My husband and I encourage people to be their best. We're professional life coaches, dedicated to helping our clients discover the things that make them come alive, the things that bring them joy. We teach them to live life to its fullest, boldly.

For better or worse, we take our own advice. But sometimes, the "boldly" is the hardest part. Fifteen years ago, we took a weeklong honeymoon cruise to the Caribbean, a relaxing start to a new life together after the fanfare of a big traditional wedding. On our second day at sea, we joined a hundred other passengers in the glitzy Las Vegas-style lounge as the ship's cruise director told us what to expect at our first port of call — the island of St. Martin.

"The island is half French and half Dutch," he said. "You may have heard about the nude beaches on the French side." There was a smattering of snickers before the voice behind the microphone intoned, "Don't get excited — you won't see Bo Derek on the beach; it's gonna be more like Bo Diddley."

The next morning, we conquered our hesitation and grabbed a cab to the famously clothing-optional Orient Beach — just to see what all the fuss was about. We began our excursion on the clothed side, feeling the soft sand beneath our feet and the sun warming our tanned faces. We found a spot and planted ourselves. But it wasn't long before curiosity got best of us and we unplanted, making our way up the beach, past a sign that warned us to leave cameras behind.

And there they were: beachgoers sans suits, nude couples relaxing with their children, all of them un-self-consciously sunbathing, swimming and strolling. Hiding behind our sunglasses (and our bathing suits), we walked and walked, taking it all in.

When we came to the end of the beach, we realized we had also come to a decision point. We could amble through again as clothed tourists, or we could seize a priceless opportunity to get in on the fun, naked and anonymous, halfway across the world. We went for it.
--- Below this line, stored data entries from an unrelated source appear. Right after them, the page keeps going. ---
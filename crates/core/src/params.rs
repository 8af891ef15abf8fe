//! Script parameter resolution.
//!
//! The parameter buffer is free-form JSON text until the loader is run.
//! Reading it is best effort: a buffer that does not parse yields empty
//! field values rather than an error. Only [`parse_params`], used right
//! before execution, is strict.

use serde::{Deserialize, Serialize};
use serde_json::{Map, Value};

/// Buffer used when a script is first selected.
pub const EMPTY_PARAMS: &str = "{}";

/// One editable text field derived from a parameter schema.
#[derive(Debug, Clone, PartialEq, Eq, Serialize, Deserialize)]
pub struct ParamField {
    pub name: String,
    pub label: String,
    pub value: String,
}

/// Fields for a script's schema plus the currently parsed parameters.
#[derive(Debug, Clone, Default, PartialEq, Serialize, Deserialize)]
pub struct ResolvedParams {
    pub fields: Vec<ParamField>,
    pub params: Map<String, Value>,
}

/// The parameter buffer could not be turned into a parameter object.
#[derive(Debug, Clone, PartialEq, Eq, thiserror::Error)]
pub enum ParameterError {
    #[error("Invalid JSON parameters: {0}")]
    InvalidJson(String),

    #[error("Parameters must be a JSON object")]
    NotAnObject,
}

/// Build form fields for `schema` and read their values from `current_params`.
///
/// A missing or unparseable schema produces no fields, which tells the
/// caller to fall back to raw JSON editing.
pub fn resolve(schema: Option<&str>, current_params: &str) -> ResolvedParams {
    let params = read_object(current_params).unwrap_or_default();

    let fields = schema_properties(schema)
        .map(|keys| {
            keys.into_iter()
                .map(|name| {
                    let value = params.get(&name).map(display_value).unwrap_or_default();
                    ParamField {
                        label: humanize(&name),
                        name,
                        value,
                    }
                })
                .collect()
        })
        .unwrap_or_default();

    ResolvedParams { fields, params }
}

/// Set one field and re-serialize the whole parameter object.
///
/// When the existing buffer is not a JSON object the result holds only the
/// edited key.
pub fn set_field(current_params: &str, name: &str, value: &str) -> String {
    let mut params = read_object(current_params).unwrap_or_default();
    params.insert(name.to_string(), Value::String(value.to_string()));
    serde_json::to_string_pretty(&Value::Object(params)).unwrap_or_else(|_| EMPTY_PARAMS.into())
}

/// Strictly parse the buffer for submission. Blank text means no parameters.
pub fn parse_params(text: &str) -> Result<Map<String, Value>, ParameterError> {
    if text.trim().is_empty() {
        return Ok(Map::new());
    }
    match serde_json::from_str::<Value>(text) {
        Ok(Value::Object(map)) => Ok(map),
        Ok(_) => Err(ParameterError::NotAnObject),
        Err(e) => Err(ParameterError::InvalidJson(e.to_string())),
    }
}

/// Title-case a parameter key: `max_items` becomes `Max Items`.
pub fn humanize(key: &str) -> String {
    let mut words: Vec<String> = Vec::new();
    let mut current = String::new();
    let mut prev_lower = false;

    for ch in key.chars() {
        if ch == '_' || ch == '-' || ch.is_whitespace() {
            if !current.is_empty() {
                words.push(std::mem::take(&mut current));
            }
            prev_lower = false;
            continue;
        }
        if ch.is_uppercase() && prev_lower && !current.is_empty() {
            words.push(std::mem::take(&mut current));
        }
        prev_lower = ch.is_lowercase() || ch.is_ascii_digit();
        current.push(ch);
    }
    if !current.is_empty() {
        words.push(current);
    }

    words
        .iter()
        .map(|word| {
            let mut chars = word.chars();
            match chars.next() {
                Some(first) => first.to_uppercase().chain(chars).collect(),
                None => String::new(),
            }
        })
        .collect::<Vec<_>>()
        .join(" ")
}

fn read_object(text: &str) -> Option<Map<String, Value>> {
    match serde_json::from_str::<Value>(text) {
        Ok(Value::Object(map)) => Some(map),
        _ => None,
    }
}

fn schema_properties(schema: Option<&str>) -> Option<Vec<String>> {
    let parsed = read_object(schema?)?;
    let keys = match parsed.get("properties") {
        Some(Value::Object(properties)) => properties.keys().cloned().collect(),
        _ => parsed.keys().cloned().collect(),
    };
    Some(keys)
}

fn display_value(value: &Value) -> String {
    match value {
        Value::String(s) => s.clone(),
        Value::Null => String::new(),
        other => other.to_string(),
    }
}

// ---------------------------------------------------------------------------
// Tests
// ---------------------------------------------------------------------------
And so off came our suits. We began walking hand in hand, ear-to-ear smiles on our bright, slightly embarrassed faces. The Caribbean air felt incredible on our skin, and we felt a little smug, having shed with our clothes the irrational need to hide our bodies and their imperfections. We felt joyfully alive.

That feeling lasted all of about half a minute. Just a few yards ahead of us, leisurely walking our way, were one of my husband's co-workers and his fiancée, fully clothed and taking in the sights.

In hindsight (recognizing the limits of their hind-sighting), we should have simply turned around and walked the other way. Instead, we freaked. The fight-or-flight response kicked in, and we ran up the beach, dodging coolers, ducking around beach chairs and jumping over picnics, with my underwire bikini top waving behind us like a neon traffic flag all the while. Only when we were safely away and scrambling to get our suits back on did we glance up: Where a few minutes earlier we'd marveled at how wonderful it was that no one was looking at us, now everyone was looking at us. We found our towels and a cab, but our dignity was AWOL.

At our table of six that evening, during the nightly ritual of "What did you do today?" we sheepishly recounted our experience. And to our surprise, our table mates cheered! The two other couples were in awe, wishing they had had the courage to do what we did. Our mood moved slowly from sheer embarrassment to pride in our bravery.

And then, with sitcom timing, my hubby kicked me under the table. His co-worker and companion had spotted us and were rushing over with warm hellos and hugs — the couple were on their honeymoon and had coincidentally booked the same cruise. My husband and I (and our table mates, who were busy guffawing into dessert) scanned their eyes for signs that they had seen our mad naked dash over Orient Beach, but they seemed none the wiser. We definitely felt wiser, though maybe not quite so bold.